Different plots reveal different aspects of the same distribution — combining them gives the reader both the quick summary and the full picture.

Single Data Set

The simplest box plot displays one distribution using ax.boxplot().

1. Import and Setup

python import matplotlib.pyplot as plt import numpy as np

2. Generate Data

python np.random.seed(42) data = np.random.normal(100, 15, 200)

3. Create Box Plot

python fig, ax = plt.subplots() ax.boxplot(data) ax.set_ylabel('Value') ax.set_title('Basic Box Plot') plt.show()

Multiple Data Sets

Compare multiple distributions side by side by passing a list of arrays.

1. Prepare Multiple Arrays

python np.random.seed(42) data1 = np.random.normal(100, 10, 200) data2 = np.random.normal(90, 20, 200) data3 = np.random.normal(110, 15, 200)

2. Pass as List

python fig, ax = plt.subplots() ax.boxplot([data1, data2, data3]) ax.set_xticklabels(['Group A', 'Group B', 'Group C']) ax.set_ylabel('Value') ax.set_title('Comparing Distributions') plt.show()

3. Interpret Results

Each box represents one distribution. Boxes at different heights indicate different medians. Wider boxes (taller IQR) indicate greater variability.

Method Signature

The ax.boxplot() method accepts various input formats.

1. Single Array

python ax.boxplot(data) # One box

2. List of Arrays

python ax.boxplot([data1, data2, data3]) # Multiple boxes

3. 2D Array

python data_2d = np.random.randn(100, 4) ax.boxplot(data_2d) # Each column becomes a box


Exercises

Exercise 1. Generate three datasets from different distributions: normal (mean=0, std=1), uniform (low=-2, high=2), and exponential (scale=1) with 200 samples each.
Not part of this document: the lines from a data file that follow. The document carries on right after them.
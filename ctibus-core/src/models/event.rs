//! Stream event model
//!
//! Events are built as [`StreamEvent`] values whose [`EventKind`] carries the
//! type-specific context. The flat JSON shape written to the stream is
//! [`WireEvent`]; the two convert into each other here and nowhere else.

use json_patch::Patch;
use serde::{Deserialize, Serialize};
use serde_json::Value;

use super::origin::EventOrigin;
use crate::{Error, Result};

pub const EVENT_CURRENT_VERSION: &str = "4";
pub const EVENT_ACTIVITY_VERSION: &str = "1";

#[derive(Debug, Clone, Copy, Default, PartialEq, Eq, Serialize, Deserialize)]
#[serde(rename_all = "lowercase")]
pub enum EventScope {
    #[default]
    External,
    Internal,
}

#[derive(Debug, Clone, Copy, PartialEq, Eq, Serialize, Deserialize)]
#[serde(rename_all = "lowercase")]
pub enum EventType {
    Create,
    Update,
    Merge,
    Delete,
}

impl EventType {
    #[must_use]
    pub const fn as_str(self) -> &'static str {
        match self {
            Self::Create => "create",
            Self::Update => "update",
            Self::Merge => "merge",
            Self::Delete => "delete",
        }
    }
}

impl std::fmt::Display for EventType {
    fn fmt(&self, f: &mut std::fmt::Formatter<'_>) -> std::fmt::Result {
        f.write_str(self.as_str())
    }
}

/// Commit message attached to an update by the author
#[derive(Debug, Clone, Default, PartialEq, Serialize, Deserialize)]
pub struct Commit {
    pub message: String,
    #[serde(default, skip_serializing_if = "Vec::is_empty")]
    pub external_references: Vec<Value>,
}

#[derive(Debug, Clone, PartialEq, Serialize, Deserialize)]
pub struct PatchContext {
    pub patch: Patch,
    pub reverse_patch: Patch,
}

#[derive(Debug, Clone, PartialEq, Serialize, Deserialize)]
pub struct MergeContext {
    pub patch: Patch,
    pub reverse_patch: Patch,
    /// Wire payloads of the absorbed entities
    pub sources: Vec<Value>,
    /// Wire payloads of dependent objects removed by the merge
    pub deletions: Vec<Value>,
    /// Ids of relations re-pointed to the merge target
    pub shifts: Vec<String>,
}

#[derive(Debug, Clone, PartialEq, Serialize, Deserialize)]
pub struct DeleteContext {
    pub deletions: Vec<Value>,
}

#[derive(Debug, Clone, PartialEq)]
pub enum EventKind {
    Create,
    Update {
        commit: Option<Commit>,
        context: PatchContext,
    },
    Merge(MergeContext),
    Delete(DeleteContext),
}

/// An immutable change record
#[derive(Debug, Clone, PartialEq)]
pub struct StreamEvent {
    pub version: String,
    pub scope: EventScope,
    pub message: String,
    pub origin: EventOrigin,
    pub data: Value,
    pub kind: EventKind,
}

impl StreamEvent {
    #[must_use]
    pub fn new(kind: EventKind, message: impl Into<String>, origin: EventOrigin, data: Value) -> Self {
        Self {
            version: EVENT_CURRENT_VERSION.to_string(),
            scope: EventScope::External,
            message: message.into(),
            origin,
            data,
            kind,
        }
    }

    #[must_use]
    pub fn with_scope(mut self, scope: EventScope) -> Self {
        self.scope = scope;
        self
    }

    #[must_use]
    pub const fn event_type(&self) -> EventType {
        match self.kind {
            EventKind::Create => EventType::Create,
            EventKind::Update { .. } => EventType::Update,
            EventKind::Merge(_) => EventType::Merge,
            EventKind::Delete(_) => EventType::Delete,
        }
    }

    #[must_use]
    pub const fn is_internal(&self) -> bool {
        matches!(self.scope, EventScope::Internal)
    }

    /// Forward patch for update and merge events
    #[must_use]
    pub const fn patch(&self) -> Option<&Patch> {
        match &self.kind {
            EventKind::Update { context, .. } => Some(&context.patch),
            EventKind::Merge(context) => Some(&context.patch),
            EventKind::Create | EventKind::Delete(_) => None,
        }
    }

    #[must_use]
    pub const fn reverse_patch(&self) -> Option<&Patch> {
        match &self.kind {
            EventKind::Update { context, .. } => Some(&context.reverse_patch),
            EventKind::Merge(context) => Some(&context.reverse_patch),
            EventKind::Create | EventKind::Delete(_) => None,
        }
    }

    /// Flatten into the wire shape
    pub fn to_wire(&self) -> Result<WireEvent> {
        let (commit, context) = match &self.kind {
            EventKind::Create => (None, None),
            EventKind::Update { commit, context } => (commit.clone(), Some(serde_json::to_value(context)?)),
            EventKind::Merge(context) => (None, Some(serde_json::to_value(context)?)),
            EventKind::Delete(context) => (None, Some(serde_json::to_value(context)?)),
        };
        Ok(WireEvent {
            version: self.version.clone(),
            event_type: self.event_type(),
            scope: self.scope,
            message: self.message.clone(),
            origin: self.origin.clone(),
            data: self.data.clone(),
            commit,
            context,
        })
    }
}

/// The flat event as stored: every top-level field becomes one stream field
#[derive(Debug, Clone, PartialEq, Serialize, Deserialize)]
pub struct WireEvent {
    pub version: String,
    #[serde(rename = "type")]
    pub event_type: EventType,
    #[serde(default)]
    pub scope: EventScope,
    #[serde(default)]
    pub message: String,
    #[serde(default)]
    pub origin: EventOrigin,
    pub data: Value,
    #[serde(default, skip_serializing_if = "Option::is_none")]
    pub commit: Option<Commit>,
    #[serde(default, skip_serializing_if = "Option::is_none")]
    pub context: Option<Value>,
}

impl TryFrom<WireEvent> for StreamEvent {
    type Error = Error;

    fn try_from(wire: WireEvent) -> Result<Self> {
        let context = |name: &str| {
            wire.context
                .clone()
                .ok_or_else(|| Error::InvalidInput(format!("{name} event without context")))
        };
        let kind = match wire.event_type {
            EventType::Create => EventKind::Create,
            EventType::Update => EventKind::Update {
                commit: wire.commit.clone(),
                context: serde_json::from_value(context("update")?)?,
            },
            EventType::Merge => EventKind::Merge(serde_json::from_value(context("merge")?)?),
            EventType::Delete => EventKind::Delete(serde_json::from_value(context("delete")?)?),
        };
        Ok(Self {
            version: wire.version,
            scope: wire.scope,
            message: wire.message,
            origin: wire.origin,
            data: wire.data,
            kind,
        })
    }
}

impl TryFrom<&StreamEvent> for WireEvent {
    type Error = Error;

    fn try_from(event: &StreamEvent) -> Result<Self> {
        event.to_wire()
    }
}

/// A decoded stream entry as handed to consumers
#[derive(Debug, Clone, PartialEq, Serialize, Deserialize)]
pub struct SseEvent<T = Value> {
    pub id: String,
    /// The entry's `type` field
    pub event: String,
    pub data: T,
}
Create side-by-side box plots for all three and label each with the distribution name.

Solution to Exercise 1
import matplotlib.pyplot as plt
import numpy as np

np.random.seed(42)
normal_data = np.random.normal(0, 1, 200)
uniform_data = np.random.uniform(-2, 2, 200)
exponential_data = np.random.exponential(1, 200)
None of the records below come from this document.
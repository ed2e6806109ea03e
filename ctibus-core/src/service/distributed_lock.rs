//! Distributed resource locks
//!
//! A lease covers one or more resource ids and is granted by a quorum of lock
//! replicas (`N/2 + 1`). Each replica sets every key with the lease token in
//! one atomic script, so a replica grants all keys or none.
//!
//! After the lease is granted the deletion registry is checked: a writer that
//! queued behind a deleter must not resurrect what was just removed.

use futures::future::join_all;
use parking_lot::Mutex;
use rand::RngExt;
use std::collections::BTreeSet;
use std::future::Future;
use std::sync::Arc;
use std::time::Duration;
use tokio::task::JoinHandle;
use tokio::time::Instant;
use tokio_util::sync::CancellationToken;
use tracing::{debug, warn};

use super::deletions::DeletionRegistry;
use crate::config::ConcurrencyConfig;
use crate::models::generate_token;
use crate::store::LockStore;
use crate::{Error, KeyBuilder, Result, StoreContext};

#[derive(Debug, Clone, PartialEq, Eq)]
pub struct LockOptions {
    /// Renew the lease in the background until unlocked
    pub auto_extend: bool,
    /// Additional attempts after the first one
    pub retry_count: u32,
    pub retry_delay: Duration,
    pub retry_jitter: Duration,
    /// Lease duration; the lease self-expires after this unless extended
    pub max_ttl: Duration,
    pub extension_threshold: Duration,
}

impl LockOptions {
    #[must_use]
    pub const fn from_config(config: &ConcurrencyConfig) -> Self {
        Self {
            auto_extend: true,
            retry_count: config.retry_count,
            retry_delay: Duration::from_millis(config.retry_delay_ms),
            retry_jitter: Duration::from_millis(config.retry_jitter_ms),
            max_ttl: Duration::from_millis(config.max_ttl_ms),
            extension_threshold: Duration::from_millis(config.extension_threshold_ms),
        }
    }

    #[must_use]
    pub const fn with_retry_count(mut self, retry_count: u32) -> Self {
        self.retry_count = retry_count;
        self
    }

    #[must_use]
    pub const fn with_auto_extend(mut self, auto_extend: bool) -> Self {
        self.auto_extend = auto_extend;
        self
    }

    /// Clock drift allowance subtracted from the lease validity
    fn drift(&self) -> Duration {
        self.max_ttl / 100 + Duration::from_millis(2)
    }

    fn retry_wait(&self) -> Duration {
        let jitter = u64::try_from(self.retry_jitter.as_millis()).unwrap_or(0);
        let delay = u64::try_from(self.retry_delay.as_millis()).unwrap_or(0);
        if jitter == 0 {
            return self.retry_delay;
        }
        let offset = rand::rng().random_range(0..=jitter * 2);
        Duration::from_millis((delay + offset).saturating_sub(jitter))
    }
}

impl Default for LockOptions {
    fn default() -> Self {
        Self::from_config(&ConcurrencyConfig::default())
    }
}

/// State shared between a [`Lock`] and its renewal task
struct Lease {
    stores: Vec<Arc<dyn LockStore>>,
    keys: Vec<String>,
    token: String,
    max_ttl: Duration,
    drift: Duration,
    expires_at: Mutex<Instant>,
}

impl Lease {
    fn quorum(&self) -> usize {
        self.stores.len() / 2 + 1
    }

    fn remaining(&self) -> Duration {
        self.expires_at.lock().saturating_duration_since(Instant::now())
    }

    async fn extend(&self) -> Result<()> {
        let start = Instant::now();
        let results = join_all(
            self.stores
                .iter()
                .map(|store| store.extend(&self.keys, &self.token, self.max_ttl)),
        )
        .await;
        let extended = results.iter().filter(|r| matches!(r, Ok(true))).count();
        let validity = self.max_ttl.checked_sub(start.elapsed() + self.drift);

        match validity {
            Some(validity) if extended >= self.quorum() && !validity.is_zero() => {
                *self.expires_at.lock() = start + validity;
                debug!(lock_keys = ?self.keys, extended, "Lock extended");
                Ok(())
            }
            _ => Err(Error::LeaseLost {
                resources: self.keys.clone(),
            }),
        }
    }

    /// Best-effort release on every connected replica
    async fn release(&self) {
        let ready: Vec<_> = self.stores.iter().filter(|s| s.is_ready()).collect();
        if ready.is_empty() {
            debug!(lock_keys = ?self.keys, "No lock store ready, leaving lease to expire");
            return;
        }
        let results = join_all(ready.iter().map(|store| store.release(&self.keys, &self.token))).await;
        for (store, result) in ready.iter().zip(results) {
            if let Err(e) = result {
                warn!(
                    lock_keys = ?self.keys,
                    store = %store.name(),
                    error = %e,
                    "Failed to unlock resource"
                );
            }
        }
    }

    /// Delay before the next renewal: `expiry - 2 * threshold`, or half of
    /// what is left when that is already due
    fn next_renewal(&self, threshold: Duration) -> Duration {
        let remaining = self.remaining();
        let wait = remaining.saturating_sub(threshold * 2);
        if wait.is_zero() {
            remaining / 2
        } else {
            wait
        }
    }
}

/// A held lease. Release it with [`Lock::unlock`]; dropping it releases in a
/// spawned task.
pub struct Lock {
    lease: Arc<Lease>,
    resources: Vec<String>,
    cancel: CancellationToken,
    renewal: Option<JoinHandle<()>>,
    released: bool,
}

impl std::fmt::Debug for Lock {
    fn fmt(&self, f: &mut std::fmt::Formatter<'_>) -> std::fmt::Result {
        f.debug_struct("Lock")
            .field("resources", &self.resources)
            .field("auto_extend", &self.renewal.is_some())
            .field("released", &self.released)
            .finish_non_exhaustive()
    }
}

impl Lock {
    /// Requested resource ids, sorted and deduplicated
    #[must_use]
    pub fn resources(&self) -> &[String] {
        &self.resources
    }

    /// Store keys covered by the lease
    #[must_use]
    pub fn keys(&self) -> &[String] {
        &self.lease.keys
    }

    /// Time until the lease lapses unless extended
    #[must_use]
    pub fn expires_in(&self) -> Duration {
        self.lease.remaining()
    }

    /// Renew the lease by `max_ttl`; fails when the lease was lost
    pub async fn extend(&self) -> Result<()> {
        self.lease.extend().await
    }

    /// Stop renewal, then release. Failures are logged, never returned.
    pub async fn unlock(mut self) {
        self.released = true;
        self.cancel.cancel();
        if let Some(renewal) = self.renewal.take() {
            let _ = renewal.await;
        }
        self.lease.release().await;
        debug!(lock_keys = ?self.lease.keys, "Lock released");
    }
}

impl Drop for Lock {
    fn drop(&mut self) {
        if self.released {
            return;
        }
        self.cancel.cancel();
        if let Ok(handle) = tokio::runtime::Handle::try_current() {
            let lease = Arc::clone(&self.lease);
            handle.spawn(async move {
                lease.release().await;
            });
        } else {
            warn!(lock_keys = ?self.lease.keys, "Lock dropped outside a runtime, leaving it to expire");
        }
    }
}

#[derive(Clone)]
pub struct LockManager {
    stores: Vec<Arc<dyn LockStore>>,
    deletions: DeletionRegistry,
    keys: KeyBuilder,
    defaults: LockOptions,
}

impl std::fmt::Debug for LockManager {
    fn fmt(&self, f: &mut std::fmt::Formatter<'_>) -> std::fmt::Result {
        f.debug_struct("LockManager")
            .field("replicas", &self.stores.len())
            .field("defaults", &self.defaults)
            .finish_non_exhaustive()
    }
}

impl LockManager {
    #[must_use]
    pub fn new(ctx: &StoreContext) -> Self {
        Self {
            stores: ctx.lock_stores().to_vec(),
            deletions: DeletionRegistry::new(ctx),
            keys: ctx.keys().clone(),
            defaults: LockOptions::from_config(&ctx.config().concurrency),
        }
    }

    /// Options built from the concurrency configuration
    #[must_use]
    pub fn default_options(&self) -> LockOptions {
        self.defaults.clone()
    }

    /// Acquire with the configured defaults
    pub async fn lock<S: AsRef<str>>(&self, resource_ids: &[S]) -> Result<Lock> {
        self.acquire(resource_ids, self.default_options()).await
    }

    /// Acquire one lease covering every resource id
    ///
    /// Returns `LockTimeout` when retries run out and `AlreadyDeleted` when a
    /// requested id was deleted within the deletion window; in both cases
    /// nothing stays locked.
    pub async fn acquire<S: AsRef<str>>(&self, resource_ids: &[S], opts: LockOptions) -> Result<Lock> {
        let resources: Vec<String> = resource_ids
            .iter()
            .map(|id| id.as_ref().to_string())
            .collect::<BTreeSet<_>>()
            .into_iter()
            .collect();
        if resources.is_empty() {
            return Err(Error::InvalidInput("no resource to lock".to_string()));
        }
        if self.stores.is_empty() {
            return Err(Error::Configuration("no lock store configured".to_string()));
        }
        let keys: Vec<String> = resources.iter().map(|id| self.keys.lock(id)).collect();

        let lease = Arc::new(self.obtain(&keys, &opts).await?);

        let deleted = match self.deletions.deleted_among(&resources).await {
            Ok(deleted) => deleted,
            Err(e) => {
                lease.release().await;
                return Err(e);
            }
        };
        if !deleted.is_empty() {
            lease.release().await;
            debug!(ids = ?deleted, "Lock aborted, resources deleted meanwhile");
            return Err(Error::AlreadyDeleted { ids: deleted });
        }

        let cancel = CancellationToken::new();
        let renewal = opts.auto_extend.then(|| {
            spawn_renewal(Arc::clone(&lease), opts.extension_threshold, cancel.clone())
        });

        Ok(Lock {
            lease,
            resources,
            cancel,
            renewal,
            released: false,
        })
    }

    /// Run `operation` while holding the lease, releasing it afterwards
    pub async fn with_lock<S, F, Fut, T>(&self, resource_ids: &[S], opts: LockOptions, operation: F) -> Result<T>
    where
        S: AsRef<str>,
        F: FnOnce() -> Fut,
        Fut: Future<Output = Result<T>>,
    {
        let lock = self.acquire(resource_ids, opts).await?;
        let result = operation().await;
        lock.unlock().await;
        result
    }

    async fn obtain(&self, keys: &[String], opts: &LockOptions) -> Result<Lease> {
        let quorum = self.stores.len() / 2 + 1;
        let attempts = opts.retry_count.saturating_add(1);

        for attempt in 1..=attempts {
            let token = generate_token();
            let start = Instant::now();
            let results = join_all(
                self.stores
                    .iter()
                    .map(|store| store.try_acquire(keys, &token, opts.max_ttl)),
            )
            .await;

            let mut granted = 0;
            for (store, result) in self.stores.iter().zip(&results) {
                match result {
                    Ok(true) => granted += 1,
                    Ok(false) => {}
                    Err(e) => debug!(store = %store.name(), error = %e, "Lock store unavailable"),
                }
            }

            let validity = opts.max_ttl.checked_sub(start.elapsed() + opts.drift());
            let lease = Lease {
                stores: self.stores.clone(),
                keys: keys.to_vec(),
                token,
                max_ttl: opts.max_ttl,
                drift: opts.drift(),
                expires_at: Mutex::new(start),
            };

            match validity {
                Some(validity) if granted >= quorum && !validity.is_zero() => {
                    *lease.expires_at.lock() = start + validity;
                    debug!(lock_keys = ?keys, attempt, granted, "Lock acquired");
                    return Ok(lease);
                }
                _ => {
                    if granted > 0 {
                        lease.release().await;
                    }
                    if attempt < attempts {
                        tokio::time::sleep(opts.retry_wait()).await;
                    }
                }
            }
        }

        debug!(lock_keys = ?keys, attempts, "Lock acquisition timed out");
        Err(Error::LockTimeout {
            resources: keys.to_vec(),
            attempts,
        })
    }
}

fn spawn_renewal(lease: Arc<Lease>, threshold: Duration, cancel: CancellationToken) -> JoinHandle<()> {
    tokio::spawn(async move {
        loop {
            let wait = lease.next_renewal(threshold);
            tokio::select! {
                () = cancel.cancelled() => break,
                () = tokio::time::sleep(wait) => {}
            }
            if let Err(e) = lease.extend().await {
                warn!(lock_keys = ?lease.keys, error = %e, "Failed to extend resource");
                break;
            }
        }
    })
}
fig, ax = plt.subplots(figsize=(8, 5))
ax.boxplot([normal_data, uniform_data, exponential_data],
            labels=['Normal(0,1)', 'Uniform(-2,2)', 'Exponential(1)'])
ax.set_ylabel('Value')
ax.set_title('Distribution Comparison')
plt.show()

Exercise 2. Create a horizontal box plot of test scores for four classes. Generate data with np.random.normal using means [70, 75, 80, 85] and standard deviation 10 for each class (100 students each). Add class labels and a vertical line at the overall mean.

Solution to Exercise 2
import matplotlib.pyplot as plt
import numpy as np

np.random.seed(42)
means = [70, 75, 80, 85]
data = [np.random.normal(m, 10, 100) for m in means]
overall_mean = np.mean([d.mean() for d in data])

fig, ax = plt.subplots(figsize=(8, 5))
ax.boxplot(data, vert=False, labels=['Class A', 'Class B', 'Class C', 'Class D'])
ax.axvline(x=overall_mean, color='red', linestyle='--', label=f'Overall Mean = {overall_mean:.1f}')
ax.set_xlabel('Test Score')
ax.set_title('Test Scores by Class')
ax.legend()
plt.show()

Exercise 3. Create a box plot comparing the distributions of sin(x), cos(x), and tan(x) evaluated at 1000 random points uniformly distributed in \([0, 2\pi]\). Clip the tan(x) values to \([-10, 10]\). Show notched box plots to indicate confidence intervals around the median.

Solution to Exercise 3
import matplotlib.pyplot as plt
import numpy as np

np.random.seed(42)
x = np.random.uniform(0, 2 * np.pi, 1000)
sin_vals = np.sin(x)
cos_vals = np.cos(x)
tan_vals = np.clip(np.tan(x), -10, 10)

fig, ax = plt.subplots(figsize=(8, 5))
ax.boxplot([sin_vals, cos_vals, tan_vals],
            labels=['sin(x)', 'cos(x)', 'tan(x)'],
            notch=True)
ax.set_ylabel('Value')
ax.set_title('Trig Function Distributions (Notched)')
plt.show()